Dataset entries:
--*--
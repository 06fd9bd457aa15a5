//! Post-processing of ranked search results.
//!
//! The passes are independent and usually applied as: deduplicate, rerank by
//! recency, truncate to the requested limit, then expand context.

use std::cmp::Ordering;
use std::collections::HashMap;
use std::path::Path;

use tracing::{debug, warn};

use crate::discovery::read_text_lossy;
use crate::search::SearchResult;

/// Default overlap above which same-file results are considered duplicates.
pub const DEFAULT_OVERLAP_THRESHOLD: f32 = 0.5;

/// Default weight of the recency boost.
pub const DEFAULT_RECENCY_WEIGHT: f32 = 0.1;

fn by_score_desc(a: &SearchResult, b: &SearchResult) -> Ordering {
    b.score.partial_cmp(&a.score).unwrap_or(Ordering::Equal)
}

/// Fraction of the smaller of two inclusive line ranges covered by their
/// intersection. Disjoint ranges give 0, containment gives 1.
pub fn line_overlap(start1: usize, end1: usize, start2: usize, end2: usize) -> f32 {
    let overlap_start = start1.max(start2);
    let overlap_end = end1.min(end2);
    if overlap_start > overlap_end {
        return 0.0;
    }

    let overlap = (overlap_end - overlap_start + 1) as f32;
    let smaller = (end1.saturating_sub(start1) + 1).min(end2.saturating_sub(start2) + 1) as f32;
    overlap / smaller
}

/// Drop results whose line range overlaps a better-scoring result from the
/// same file by at least `threshold`. Different files never collapse.
pub fn deduplicate(results: Vec<SearchResult>, threshold: f32) -> Vec<SearchResult> {
    if results.is_empty() {
        return results;
    }
    let before = results.len();

    let mut groups: Vec<Vec<SearchResult>> = Vec::new();
    let mut group_of: HashMap<String, usize> = HashMap::new();
    for result in results {
        let idx = *group_of.entry(result.chunk.path.clone()).or_insert_with(|| {
            groups.push(Vec::new());
            groups.len() - 1
        });
        groups[idx].push(result);
    }

    let mut deduplicated = Vec::with_capacity(before);
    for mut group in groups {
        group.sort_by(by_score_desc);

        let mut kept: Vec<SearchResult> = Vec::new();
        for result in group {
            let duplicate = kept.iter().any(|k| {
                line_overlap(
                    result.chunk.start_line,
                    result.chunk.end_line,
                    k.chunk.start_line,
                    k.chunk.end_line,
                ) >= threshold
            });
            if !duplicate {
                kept.push(result);
            }
        }
        deduplicated.extend(kept);
    }

    deduplicated.sort_by(by_score_desc);
    debug!("De-duplication: {} -> {} results", before, deduplicated.len());
    deduplicated
}

/// Boost scores by how recently each chunk was indexed, relative to the
/// other results: `min(1, score + weight * normalized_recency)`.
///
/// A zero weight or identical timestamps leave the input untouched.
pub fn rerank_by_recency(results: Vec<SearchResult>, weight: f32) -> Vec<SearchResult> {
    if results.is_empty() || weight == 0.0 {
        return results;
    }

    let (min_ts, max_ts) = results.iter().fold((f64::INFINITY, f64::NEG_INFINITY), |(lo, hi), r| {
        (lo.min(r.chunk.indexed_at), hi.max(r.chunk.indexed_at))
    });
    let range = max_ts - min_ts;
    if range <= 0.0 {
        return results;
    }

    let mut reranked: Vec<SearchResult> = results
        .into_iter()
        .map(|mut r| {
            let recency = ((r.chunk.indexed_at - min_ts) / range) as f32;
            r.score = (r.score + weight * recency).min(1.0);
            r
        })
        .collect();
    reranked.sort_by(by_score_desc);
    reranked
}

/// Replace each result's text with its source lines widened by `before` and
/// `after`, clamped to the file. Results whose file cannot be read are kept
/// unchanged.
pub fn expand_context(results: Vec<SearchResult>, before: usize, after: usize, project_root: &Path) -> Vec<SearchResult> {
    results
        .into_iter()
        .map(|result| {
            let path = project_root.join(&result.chunk.path);
            let content = match read_text_lossy(&path) {
                Ok(content) => content,
                Err(e) => {
                    if path.exists() {
                        warn!("Failed to expand context for {}: {}", result.chunk.path, e);
                    }
                    return result;
                }
            };

            let lines: Vec<&str> = content.split_inclusive('\n').collect();
            if lines.is_empty() {
                return result;
            }

            let start = result.chunk.start_line.saturating_sub(before).max(1);
            let end = (result.chunk.end_line + after).min(lines.len());
            if start > end {
                return result;
            }

            let mut expanded = result;
            expanded.chunk.text = lines[start - 1..end].concat();
            expanded.chunk.start_line = start;
            expanded.chunk.end_line = end;
            expanded
        })
        .collect()
}

#[cfg(test)]
mod tests {
    use super::*;
    use crate::chunker::ChunkType;
    use crate::store::Chunk;
    use std::fs;
    use tempfile::tempdir;

    fn result(path: &str, start: usize, end: usize, score: f32, indexed_at: f64) -> SearchResult {
        SearchResult {
            chunk: Chunk {
                vector: vec![0.1, 0.2],
                text: format!("{}:{}-{}", path, start, end),
                path: path.to_string(),
                start_line: start,
                end_line: end,
                chunk_type: ChunkType::Function,
                name: Some("f".to_string()),
                language: "python".to_string(),
                file_hash: "abc".to_string(),
                indexed_at,
                branch: Some("main".to_string()),
            },
            score,
        }
    }

    #[test]
    fn test_line_overlap() {
        assert_eq!(line_overlap(1, 10, 20, 30), 0.0);
        assert_eq!(line_overlap(1, 20, 5, 10), 1.0);
        assert!((line_overlap(1, 10, 6, 15) - 0.5).abs() < 1e-6);
        assert_eq!(line_overlap(5, 5, 5, 5), 1.0);
    }

    #[test]
    fn test_deduplicate_same_file_keeps_best() {
        let results = vec![
            result("a.py", 1, 10, 0.7, 0.0),
            result("a.py", 3, 8, 0.9, 0.0),
            result("a.py", 40, 50, 0.5, 0.0),
        ];
        let out = deduplicate(results, 0.5);

        assert_eq!(out.len(), 2);
        assert_eq!(out[0].score, 0.9);
        assert_eq!((out[1].chunk.start_line, out[1].chunk.end_line), (40, 50));
    }

    #[test]
    fn test_deduplicate_never_crosses_files() {
        let results = vec![result("a.py", 1, 10, 0.9, 0.0), result("b.py", 1, 10, 0.8, 0.0)];
        assert_eq!(deduplicate(results, 0.5).len(), 2);
    }

    #[test]
    fn test_deduplicate_below_threshold_kept() {
        let results = vec![result("a.py", 1, 10, 0.9, 0.0), result("a.py", 9, 30, 0.8, 0.0)];
        // Two shared lines out of ten.
        assert_eq!(deduplicate(results, 0.5).len(), 2);
        assert!(deduplicate(Vec::new(), 0.5).is_empty());
    }

    #[test]
    fn test_recency_zero_weight_is_noop() {
        let results = vec![result("a.py", 1, 2, 0.5, 100.0), result("b.py", 1, 2, 0.6, 200.0)];
        let out = rerank_by_recency(results.clone(), 0.0);
        assert_eq!(out, results);
    }

    #[test]
    fn test_recency_identical_timestamps_is_noop() {
        let results = vec![result("a.py", 1, 2, 0.5, 100.0), result("b.py", 1, 2, 0.6, 100.0)];
        assert_eq!(rerank_by_recency(results.clone(), 0.5), results);
    }

    #[test]
    fn test_recency_boosts_newer() {
        let results = vec![result("old.py", 1, 2, 0.80, 100.0), result("new.py", 1, 2, 0.75, 200.0)];
        let out = rerank_by_recency(results, 0.1);

        assert_eq!(out[0].chunk.path, "new.py");
        assert!((out[0].score - 0.85).abs() < 1e-6);
        assert!((out[1].score - 0.80).abs() < 1e-6);
    }

    #[test]
    fn test_recency_caps_at_one() {
        let results = vec![result("a.py", 1, 2, 0.95, 0.0), result("b.py", 1, 2, 0.99, 10.0)];
        let out = rerank_by_recency(results, 0.5);
        assert!(out.iter().all(|r| r.score <= 1.0));
        assert_eq!(out[0].score, 1.0);
    }

    #[test]
    fn test_expand_context_clamps_to_file() {
        let dir = tempdir().unwrap();
        let body: String = (1..=10).map(|i| format!("line {}\n", i)).collect();
        fs::write(dir.path().join("a.py"), body).unwrap();

        let out = expand_context(
            vec![result("a.py", 2, 3, 0.9, 0.0), result("a.py", 9, 10, 0.8, 0.0)],
            3,
            3,
            dir.path(),
        );

        assert_eq!((out[0].chunk.start_line, out[0].chunk.end_line), (1, 6));
        assert!(out[0].chunk.text.starts_with("line 1\n"));
        assert!(out[0].chunk.text.ends_with("line 6\n"));
        assert_eq!((out[1].chunk.start_line, out[1].chunk.end_line), (6, 10));
        assert_eq!(out[0].chunk.file_hash, "abc");
        assert_eq!(out[0].chunk.branch.as_deref(), Some("main"));
        assert_eq!(out[0].score, 0.9);
    }

    #[test]
    fn test_expand_context_missing_file_keeps_result() {
        let dir = tempdir().unwrap();
        let original = result("gone.py", 2, 3, 0.9, 0.0);
        let out = expand_context(vec![original.clone()], 3, 3, dir.path());
        assert_eq!(out, vec![original]);
    }
}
--*--
__Instructions for the task__.
The number alone is the answer: work out how many lines in the data contain "groups".

__Exercise answer__.
5